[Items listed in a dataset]
········

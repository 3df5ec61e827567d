mod common;

use common::{budget, date, expense};
use expense_core::{
    errors::LedgerError,
    ledger::{Category, Ledger},
};

#[test]
fn overlapping_budget_in_same_category_is_rejected() {
    let mut ledger = Ledger::new();
    ledger
        .add_budget(budget(Category::Food, "200", "01-01-2019", "31-01-2019"))
        .unwrap();

    let err = ledger
        .add_budget(budget(Category::Food, "150", "15-01-2019", "15-02-2019"))
        .unwrap_err();
    assert!(matches!(err, LedgerError::Overlap(_)), "{err:?}");

    ledger
        .add_budget(budget(Category::Transport, "80", "01-01-2019", "31-01-2019"))
        .unwrap();
    assert_eq!(ledger.budgets().len(), 2);
}

#[test]
fn shared_boundary_day_counts_as_overlap() {
    let mut ledger = Ledger::new();
    ledger
        .add_budget(budget(Category::Utilities, "90", "01-01-2019", "31-01-2019"))
        .unwrap();
    let err = ledger
        .add_budget(budget(Category::Utilities, "90", "31-01-2019", "28-02-2019"))
        .unwrap_err();
    assert!(matches!(err, LedgerError::Overlap(_)));

    ledger
        .add_budget(budget(Category::Utilities, "90", "01-02-2019", "28-02-2019"))
        .unwrap();
}

#[test]
fn equal_budget_reports_duplicate_before_overlap() {
    let mut ledger = Ledger::new();
    ledger
        .add_budget(budget(Category::Travel, "500", "01-06-2019", "30-06-2019"))
        .unwrap();
    let err = ledger
        .add_budget(budget(Category::Travel, "500.00", "01-06-2019", "30-06-2019"))
        .unwrap_err();
    assert!(matches!(err, LedgerError::Duplicate(_)), "{err:?}");

    let err = ledger
        .add_budget(budget(Category::Travel, "750", "01-06-2019", "30-06-2019"))
        .unwrap_err();
    assert!(matches!(err, LedgerError::Overlap(_)), "{err:?}");
}

#[test]
fn editing_a_budget_ignores_its_own_interval() {
    let mut ledger = Ledger::new();
    let march = budget(Category::Shopping, "100", "01-03-2019", "31-03-2019");
    ledger.add_budget(march.clone()).unwrap();
    ledger
        .add_budget(budget(Category::Shopping, "100", "01-05-2019", "31-05-2019"))
        .unwrap();

    let widened = budget(Category::Shopping, "120", "01-03-2019", "15-04-2019");
    ledger.edit_budget(&march, widened).unwrap();

    let march_again = budget(Category::Shopping, "120", "01-03-2019", "15-04-2019");
    let err = ledger
        .edit_budget(
            &march_again,
            budget(Category::Shopping, "120", "01-03-2019", "10-05-2019"),
        )
        .unwrap_err();
    assert!(matches!(err, LedgerError::Overlap(_)));
}

#[test]
fn spending_tracks_expenses_inside_the_window() {
    let mut ledger = Ledger::new();
    ledger
        .add_budget(budget(Category::Entertainment, "50", "01-04-2019", "30-04-2019"))
        .unwrap();
    ledger
        .add_expense(expense("Cinema", "20", "05-04-2019", Category::Entertainment))
        .unwrap();
    ledger
        .add_expense(expense("Concert", "60", "05-05-2019", Category::Entertainment))
        .unwrap();
    ledger
        .add_expense(expense("Dinner", "30", "06-04-2019", Category::Food))
        .unwrap();

    let tracked = ledger.budget_for(Category::Entertainment).unwrap();
    assert_eq!(tracked.total_spent().cents(), 2_000);
    assert_eq!(tracked.percentage(), 40.0);
    assert!(!tracked.is_about_to_exceed());

    ledger
        .add_expense(expense("Games", "26", "20-04-2019", Category::Entertainment))
        .unwrap();
    let tracked = ledger.budget_for(Category::Entertainment).unwrap();
    assert_eq!(tracked.percentage(), 92.0);
    assert!(tracked.is_about_to_exceed());
    assert!(tracked.covers(&date("30-04-2019")));
}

········

# What you need to do:
Copy the lines of the entries above that mention "widened".

# Output of the task:
    let widened = budget(Category::Shopping, "120", "01-03-2019", "15-04-2019");
    ledger.edit_budget(&march, widened).unwrap();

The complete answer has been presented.